Why its hard to replicate the organic formation of these places is that markets and public will, over time, evolve the space into the best value use. Of course, put enough people living in an area and urban life will emerge as people fill out coffee shops, theaters, etc. -given policy accommodative to mixed use development.
Here are two highly cherrypicked illustrations of my point.
If the old city centers are crowded and expensive because they're so desirable, then why do we need any new solution? Can't we just copy paste the old stuff outward in every direction in concentric circles from the old downtown?
I've never understood all the headscratching on this topic. Everyone likes charming little streets, plazas, coffee shops, locally owned restaurants. Just let people have it!
It really is! Americans like myself feel the magnetic energy of old European city centers yet we relegate them to vacation rather than import them here.

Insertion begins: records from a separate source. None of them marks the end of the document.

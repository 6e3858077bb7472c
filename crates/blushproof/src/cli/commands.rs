//! CLI command definitions.
//!
//! This module defines the structure of all CLI subcommands.

use std::path::PathBuf;

use clap::{Args, Subcommand, ValueEnum};

use crate::categorizer::ConsentChoice;

/// Check command arguments.
#[derive(Debug, Args)]
pub struct CheckCommand {
    /// Host being navigated to
    pub host: String,

    /// Search query carried by the navigation
    #[arg(short = 'Q', long)]
    pub query: Option<String>,

    /// Output as JSON
    #[arg(short, long)]
    pub json: bool,
}

/// Whitelist commands.
#[derive(Debug, Subcommand)]
pub enum WhitelistCommand {
    /// Stop asking about a host
    Host {
        /// Host to whitelist
        host: String,
    },

    /// Stop asking about a search query
    Query {
        /// Query to whitelist
        query: String,
    },
}

/// Blush command arguments.
#[derive(Debug, Args)]
pub struct BlushCommand {
    /// Host to add to the blushlist
    pub host: String,
}

/// Forget command arguments.
#[derive(Debug, Args)]
pub struct ForgetCommand {
    /// Host to forget
    pub host: String,
}

/// Consent command arguments.
#[derive(Debug, Args)]
pub struct ConsentCommand {
    /// Host the prompt was shown for
    pub host: String,

    /// Search query the prompt was shown for
    #[arg(short = 'Q', long)]
    pub query: Option<String>,

    /// The user's answer
    #[arg(value_enum)]
    pub choice: ConsentArg,
}

/// Status command arguments.
#[derive(Debug, Args)]
pub struct StatusCommand {
    /// Output as JSON
    #[arg(short, long)]
    pub json: bool,
}

/// Configuration commands.
#[derive(Debug, Subcommand)]
pub enum ConfigCommand {
    /// Show current configuration
    Show {
        /// Output as JSON
        #[arg(short, long)]
        json: bool,
    },

    /// Show the configuration file path
    Path,

    /// Validate configuration
    Validate {
        /// Path to configuration file to validate
        #[arg(short, long)]
        file: Option<PathBuf>,
    },
}

/// Make-list command arguments.
#[derive(Debug, Args)]
pub struct MakeListCommand {
    /// Version string for the new list
    #[arg(long = "list-version", value_name = "VERSION")]
    pub list_version: String,

    /// Where to write the list
    #[arg(short, long)]
    pub output: PathBuf,

    /// Input files, each followed by its category
    #[arg(required = true, num_args = 2.., value_names = ["FILE", "CATEGORY"])]
    pub inputs: Vec<String>,
}

impl MakeListCommand {
    /// Pair up the positional inputs as `(file, category)`.
    ///
    /// # Errors
    ///
    /// Returns an error message if a file has no category after it.
    pub fn pairs(&self) -> Result<Vec<(PathBuf, String)>, String> {
        if self.inputs.len() % 2 != 0 {
            return Err(format!(
                "expected <FILE> <CATEGORY> pairs, got {} arguments",
                self.inputs.len()
            ));
        }
        Ok(self
            .inputs
            .chunks_exact(2)
            .map(|pair| (PathBuf::from(&pair[0]), pair[1].clone()))
            .collect())
    }
}

/// Bloom filter commands.
#[derive(Debug, Subcommand)]
pub enum BloomCommand {
    /// Build a filter from a newline-separated file
    Build {
        /// Filter size in bits
        #[arg(short, long, default_value = "8192")]
        bits: u32,

        /// Items to insert, one per line
        #[arg(short, long)]
        input: PathBuf,

        /// Where to write the filter
        #[arg(short, long)]
        output: PathBuf,
    },

    /// Check items against a filter
    Probe {
        /// Filter file
        #[arg(short, long)]
        filter: PathBuf,

        /// Items to check
        #[arg(required = true)]
        items: Vec<String>,
    },
}

/// Answer to the consent prompt.
#[derive(Debug, Clone, Copy, PartialEq, Eq, ValueEnum)]
pub enum ConsentArg {
    /// Continue in a normal window
    Normal,
    /// Continue in a private window
    Private,
}

impl From<ConsentArg> for ConsentChoice {
    fn from(arg: ConsentArg) -> Self {
        match arg {
            ConsentArg::Normal => Self::OpenNormal,
            ConsentArg::Private => Self::OpenPrivate,
        }
    }
}

#[cfg(test)]
mod tests {
    use super::*;

    fn make_list(inputs: &[&str]) -> MakeListCommand {
        MakeListCommand {
            list_version: "1".to_string(),
            output: PathBuf::from("out.json"),
            inputs: inputs.iter().map(|s| (*s).to_string()).collect(),
        }
    }

    #[test]
    fn test_consent_arg_conversion() {
        assert_eq!(ConsentChoice::from(ConsentArg::Normal), ConsentChoice::OpenNormal);
        assert_eq!(ConsentChoice::from(ConsentArg::Private), ConsentChoice::OpenPrivate);
    }

    #[test]
    fn test_make_list_pairs() {
        let cmd = make_list(&["adult.txt", "adult", "social.txt", "social"]);
        let pairs = cmd.pairs().unwrap();
        assert_eq!(
            pairs,
            vec![
                (PathBuf::from("adult.txt"), "adult".to_string()),
                (PathBuf::from("social.txt"), "social".to_string()),
            ]
        );
    }

    #[test]
    fn test_make_list_odd_inputs() {
        let cmd = make_list(&["adult.txt", "adult", "social.txt"]);
        let err = cmd.pairs().unwrap_err();
        assert!(err.contains("3 arguments"));
    }

    #[test]
    fn test_check_command_debug() {
        let cmd = CheckCommand {
            host: "example.com".to_string(),
            query: None,
            json: false,
        };
        let debug_str = format!("{cmd:?}");
        assert!(debug_str.contains("example.com"));
    }

    #[test]
    fn test_config_command_debug() {
        let cmd = ConfigCommand::Show { json: false };
        let debug_str = format!("{cmd:?}");
        assert!(debug_str.contains("Show"));
    }

    #[test]
    fn test_bloom_command_debug() {
        let cmd = BloomCommand::Probe {
            filter: PathBuf::from("f.json"),
            items: vec!["asdf".to_string()],
        };
        let debug_str = format!("{cmd:?}");
        assert!(debug_str.contains("Probe"));
        assert!(debug_str.contains("asdf"));
    }
}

My only guess as to why developments don't achieve this is that the most desirable outcomes to society is that all stakeholder interests can't possibly be seen within a development plan. With that a more narrow band of priorities are emphasized and bureaucratic processes lead to a rationalized and simplified plans rather than the controlled chaos that incremental and democratic growth creates.
(in the same way a product manager may propose a box to be the product shape - if profitability and volume is prioritized, and the box shape is explainable to regulators and management. While if the product had been iterated through organic public reception, it will evolve to take an ergonomic shape formed and validated by users over years).
Look up Ørestad in Copenhagen - a massive master planned area that never gained any of the hoped for vitality you would see elsewhere in the city.